Indigenous belief is that Cusco sits at the navel of the world. It certainly felt like we had traveled into the centre of Peru as we journeyed through the Andes to reach the city. Situated in the Huatanay river valley, Cusco is surrounded on all sides by mountains and many of its districts are accessed by steep steps. As the gateway city to many Andean treks (including Machu Picchu – more on that in a later post) Cusco is an ideal place to acclimatise to the altitude of the mountains. At 3400 m (11 200 ft) above sea level, I could definitely feel the increase in elevation from the coast.
Cusco is the official Historical Capital of Peru and was designated a UNESCO World Heritage City in 1983 for exhibiting and representing 3000 years of pre-Inca occupation, the establishment of the Inca Empire in the 13th – 16th centuries AD and the colonisation of Peru by the Spanish in the 16th century AD. This history can be physically seen and touched as you walk through the streets in the Centro Histórico.

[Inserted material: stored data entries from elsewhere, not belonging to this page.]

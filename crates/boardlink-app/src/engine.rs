//! Engine - owns the selection state and its message loop plumbing
//!
//! The Engine wraps the TEA state with the message channel, the shutdown
//! signal, the feed bridges and an event broadcaster, so hosts only feed
//! inputs and observe [`EngineEvent`]s.

use std::path::PathBuf;
use std::sync::Arc;

use tokio::sync::{broadcast, mpsc, watch};
use tokio::task::JoinHandle;

use boardlink_core::prelude::*;
use boardlink_core::SelectionState;
use boardlink_feeds::{BoardCatalog, FeedReceivers};

use crate::bridge::spawn_feed_bridges;
use crate::config::{self, Settings};
use crate::engine_event::EngineEvent;
use crate::message::Message;
use crate::process;
use crate::state::{AppState, BypassId};

/// Lightweight snapshot of state for change detection.
///
/// Captured before message processing, compared after to detect
/// what changed and emit appropriate EngineEvents.
#[derive(Debug, Clone)]
struct StateSnapshot {
    selection: SelectionState,
}

impl StateSnapshot {
    fn capture(state: &AppState) -> Self {
        Self {
            selection: state.selection.clone(),
        }
    }
}

/// Orchestration engine for board selection.
///
/// Encapsulates:
/// - TEA state management
/// - Message channel
/// - Shutdown signaling
/// - Feed bridges
/// - Event broadcasting for external consumers
pub struct Engine {
    /// TEA application state (the Model)
    pub state: AppState,

    /// Sender half of the unified message channel.
    /// Clone this to give to input sources.
    pub msg_tx: mpsc::Sender<Message>,

    /// Receiver half of the unified message channel.
    pub msg_rx: mpsc::Receiver<Message>,

    /// Sender for the shutdown signal. Send `true` to initiate shutdown.
    pub shutdown_tx: watch::Sender<bool>,

    /// Receiver for the shutdown signal. Clone for background tasks.
    pub shutdown_rx: watch::Receiver<bool>,

    /// Directory holding `.boardlink/config.toml`
    pub project_path: PathBuf,

    feed_tasks: Vec<JoinHandle<()>>,

    /// Event broadcaster for external consumers.
    event_tx: broadcast::Sender<EngineEvent>,
}

impl Engine {
    /// Create an Engine with settings loaded from `project_path`.
    pub fn new(project_path: PathBuf, catalog: Arc<dyn BoardCatalog>) -> Self {
        let settings = config::load_settings(&project_path);
        Self::with_settings(project_path, settings, catalog)
    }

    pub fn with_settings(
        project_path: PathBuf,
        settings: Settings,
        catalog: Arc<dyn BoardCatalog>,
    ) -> Self {
        let state = AppState::with_settings(settings, catalog);
        let (msg_tx, msg_rx) = mpsc::channel::<Message>(256);
        let (shutdown_tx, shutdown_rx) = watch::channel(false);
        let (event_tx, _) = broadcast::channel(256);

        Self {
            state,
            msg_tx,
            msg_rx,
            shutdown_tx,
            shutdown_rx,
            project_path,
            feed_tasks: Vec::new(),
            event_tx,
        }
    }

    /// Subscribe to engine events.
    ///
    /// If the subscriber falls behind (buffer full), older events are
    /// dropped. Use `broadcast::error::RecvError::Lagged` to detect this.
    pub fn subscribe(&self) -> broadcast::Receiver<EngineEvent> {
        self.event_tx.subscribe()
    }

    /// Process a single message through the TEA update cycle.
    ///
    /// Emits `SelectionChanged` when the selection record differs from the
    /// one before the message, followed by the events of any actions.
    pub fn process_message(&mut self, msg: Message) {
        let pre = StateSnapshot::capture(&self.state);
        let is_reset = matches!(msg, Message::Reset);

        let events =
            process::process_message(&mut self.state, msg, &self.msg_tx, &self.shutdown_rx);

        let post = StateSnapshot::capture(&self.state);
        self.emit_events(&pre, &post);

        if is_reset {
            self.emit(EngineEvent::Reset);
        }
        for event in events {
            self.emit(event);
        }
    }

    /// Drain and process all pending messages from the channel.
    ///
    /// Returns the number of messages processed.
    pub fn drain_pending_messages(&mut self) -> usize {
        let mut count = 0;
        while let Ok(msg) = self.msg_rx.try_recv() {
            self.process_message(msg);
            count += 1;
        }
        count
    }

    /// Forward every feed into the message channel until shutdown
    pub fn attach_feeds(&mut self, feeds: FeedReceivers) {
        let handles = spawn_feed_bridges(feeds, &self.msg_tx, &self.shutdown_rx);
        self.feed_tasks.extend(handles);
        info!("Attached {} feed bridges", self.feed_tasks.len());
    }

    /// Open a window during which the next detected-devices tick does not
    /// auto-select. The window ends on that tick or on removal.
    pub fn add_generic_bypass_auto_selection(&mut self) -> BypassId {
        let id = self.state.next_bypass_id();
        self.process_message(Message::AddGenericBypass(id));
        self.emit(EngineEvent::BypassAdded { id });
        id
    }

    pub fn remove_generic_bypass_auto_selection(&mut self, id: BypassId) {
        self.process_message(Message::RemoveGenericBypass(id));
    }

    pub fn selection(&self) -> &SelectionState {
        &self.state.selection
    }

    /// Settings the reducer runs with
    pub fn settings(&self) -> &Settings {
        &self.state.settings
    }

    /// Get a clone of the message sender for spawning input sources.
    pub fn msg_sender(&self) -> mpsc::Sender<Message> {
        self.msg_tx.clone()
    }

    /// Get a clone of the shutdown receiver for background tasks.
    pub fn shutdown_receiver(&self) -> watch::Receiver<bool> {
        self.shutdown_rx.clone()
    }

    /// Initiate shutdown: signal background tasks and wait for the bridges.
    pub async fn shutdown(&mut self) {
        self.emit(EngineEvent::Shutdown);

        let _ = self.shutdown_tx.send(true);

        for handle in self.feed_tasks.drain(..) {
            match tokio::time::timeout(std::time::Duration::from_secs(2), handle).await {
                Ok(Ok(())) => {}
                Ok(Err(e)) => warn!("Feed bridge panicked: {}", e),
                Err(_) => warn!("Feed bridge shutdown timed out"),
            }
        }
    }

    fn emit_events(&self, pre: &StateSnapshot, post: &StateSnapshot) {
        if pre.selection != post.selection {
            self.emit(EngineEvent::SelectionChanged {
                selection: post.selection.clone(),
            });
        }
    }

    /// Emit a single EngineEvent to all subscribers.
    ///
    /// send() returns Err only if there are no receivers.
    fn emit(&self, event: EngineEvent) {
        let _ = self.event_tx.send(event);
    }
}

#[cfg(test)]
mod tests {
    use super::*;
    use std::time::Duration;

    use boardlink_feeds::test_utils::{mock_mkr_wifi_1010, mock_uno, test_catalog};
    use boardlink_feeds::{FeedHub, MockBoardCatalog};
    use boardlink_core::SketchMetadata;

    fn test_engine() -> Engine {
        Engine::with_settings(
            PathBuf::from("/tmp/boardlink-test"),
            Settings::default(),
            Arc::new(test_catalog()),
        )
    }

    fn drain_events(rx: &mut broadcast::Receiver<EngineEvent>) -> Vec<EngineEvent> {
        let mut events = Vec::new();
        while let Ok(event) = rx.try_recv() {
            events.push(event);
        }
        events
    }

    #[tokio::test]
    async fn test_engine_new_uses_default_settings_without_config() {
        let dir = tempfile::tempdir().unwrap();
        let engine = Engine::new(dir.path().to_path_buf(), Arc::new(MockBoardCatalog::new()));

        assert_eq!(engine.settings(), &Settings::default());
        assert_eq!(engine.project_path, dir.path());
        assert!(!engine.selection().has_board());
    }

    #[test]
    fn test_settings_are_read_from_reducer_state() {
        let mut settings = Settings::default();
        settings.selection.prefer_usb_over_ota = true;
        let mut engine = Engine::with_settings(
            PathBuf::from("/tmp/boardlink-test"),
            settings,
            Arc::new(test_catalog()),
        );
        assert!(engine.settings().selection.prefer_usb_over_ota);

        engine.state.settings.selection.auto_selection = false;
        assert!(!engine.settings().selection.auto_selection);
    }

    #[tokio::test]
    async fn test_engine_drain_empty_channel() {
        let mut engine = test_engine();
        assert_eq!(engine.drain_pending_messages(), 0);
    }

    #[tokio::test]
    async fn test_selection_change_is_broadcast() {
        let mut engine = test_engine();
        let mut rx = engine.subscribe();

        engine.process_message(Message::SketchMetadataUpdated(Some(SketchMetadata::default())));
        engine.process_message(Message::DetectedDevicesUpdated(vec![mock_uno()]));

        let events = drain_events(&mut rx);
        assert!(events.iter().any(|e| matches!(
            e,
            EngineEvent::SelectionChanged { selection }
                if selection.selected_port_board_id == Some(mock_uno().port_board_id)
        )));
    }

    #[tokio::test]
    async fn test_unchanged_selection_emits_nothing() {
        let mut engine = test_engine();
        engine.process_message(Message::SketchMetadataUpdated(Some(SketchMetadata::default())));
        engine.process_message(Message::DetectedDevicesUpdated(vec![mock_uno()]));

        let mut rx = engine.subscribe();
        engine.process_message(Message::DetectedDevicesUpdated(vec![mock_uno()]));

        assert!(drain_events(&mut rx).is_empty());
    }

    #[tokio::test]
    async fn test_prompt_is_broadcast() {
        let mut engine = test_engine();
        engine.process_message(Message::SketchMetadataUpdated(Some(SketchMetadata::default())));
        let mut rx = engine.subscribe();

        engine.process_message(Message::DetectedDevicesUpdated(vec![
            mock_uno(),
            mock_mkr_wifi_1010(),
        ]));

        let events = drain_events(&mut rx);
        assert!(events
            .iter()
            .any(|e| matches!(e, EngineEvent::PromptRequested { data: None })));
    }

    #[tokio::test]
    async fn test_bypass_added_event() {
        let mut engine = test_engine();
        let mut rx = engine.subscribe();

        let id = engine.add_generic_bypass_auto_selection();
        assert_eq!(engine.state.active_bypasses().len(), 1);
        assert_eq!(drain_events(&mut rx), vec![EngineEvent::BypassAdded { id }]);

        engine.remove_generic_bypass_auto_selection(id);
        assert!(engine.state.active_bypasses().is_empty());
    }

    #[tokio::test]
    async fn test_reset_event() {
        let mut engine = test_engine();
        let mut rx = engine.subscribe();

        engine.process_message(Message::Reset);
        assert!(drain_events(&mut rx).contains(&EngineEvent::Reset));
    }

    #[tokio::test]
    async fn test_attached_feeds_drive_selection() {
        let mut engine = test_engine();
        let hub = FeedHub::new();
        hub.publish_metadata(Some(SketchMetadata::default()));
        hub.publish_ports(vec![mock_uno()]);

        engine.attach_feeds(hub.subscribe());

        for _ in 0..4 {
            let msg = tokio::time::timeout(Duration::from_secs(2), engine.msg_rx.recv())
                .await
                .expect("feed message")
                .expect("channel open");
            engine.process_message(msg);
        }

        assert_eq!(
            engine.selection().selected_port_board_id,
            Some(mock_uno().port_board_id)
        );
        engine.shutdown().await;
    }

    #[tokio::test]
    async fn test_subscribe_receives_shutdown_event() {
        let mut engine = test_engine();
        let mut rx = engine.subscribe();

        engine.shutdown().await;

        match tokio::time::timeout(Duration::from_millis(100), rx.recv()).await {
            Ok(Ok(event)) => assert!(matches!(event, EngineEvent::Shutdown)),
            _ => panic!("Should have received shutdown event"),
        }
        assert!(*engine.shutdown_receiver().borrow());
    }

    #[test]
    fn test_state_snapshot_capture() {
        let state = AppState::new(Arc::new(test_catalog()));
        let snapshot = StateSnapshot::capture(&state);
        assert_eq!(snapshot.selection, SelectionState::default());
    }
}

Cusco was redesigned in a monumental style while under the rule of Inca Pachacuteq (Tito Cusi Inca Yupanqui) in the 15th century and the Spanish literally built on top of what was there: European baroque and renaissance architecture sitting on colossal Inca foundations. This is very evident in the Convent of Santo Domingo which was built on top of the most important Inca structure in the city, the Qurikancha (Sun Temple). The interior has recently undergone restoration and the Inca foundations and some of the original temple walls can now be explored. When you view the Qurikancha from the park outside the juxtaposition of the Inca and Spanish architectures is striking.
The historic centre of Cusco is heaving with tourists and those trying to sell things to tourists. To orient ourselves amongst all this activity we joined a walking tour that gave us an overview of the architecture, history and culture of the city. We started at the Plaza de Armas de Cusco, known as the “Square of the Warrior” by the Incas and today as the touristic heart of the Centro Historico. The square is bordered by grand colonial entrance gates and arcades that house shops, restaurants and cafes, some with upper level balconies that are great spots for people watching. On one side of the Plaza de Armas stands La Catedral, begun in 1560 AD and finished 100 years later. The Renaissance style La Catedral was built on top of the palace of the eighth Inca ruler, Viracocha, from stones taken from the nearby pre-Inca archaeological complex, Sacsayhuaman. Around the corner, on the foundations of the Amarucancha (the palace of Inca ruler Wayna Qhapag) stands the equally impressive 15th century baroque style Iglesia de la Compañía de Jesús.
The Calle Loretto is an interesting lane just off of the Plaza de Armas where you can see Inca foundations for structures secondary to the sacred temples and palaces. The stones are smaller than those used to build the elite structures and of slightly rougher, but clearly highly skilled, masonry. Walking down this lane gives you an idea of what the city must have been like under Inca rule. Around the corner is the Kusicancha, the birthplace of one of the most important Inca rulers, Pachacútec, and now an archaeological site that is also home of the offices of the Instituto Nacional de Cultura (INC). The archaeological excavations revealed the foundations of an Inca cancha – city block – without the later Spanish architecture obscuring it. You can enter the site and walk freely among the foundations and view some of the artefacts that were uncovered during the excavations. This is a lovely spot to step away from the crowds as it is very peaceful and not often visited.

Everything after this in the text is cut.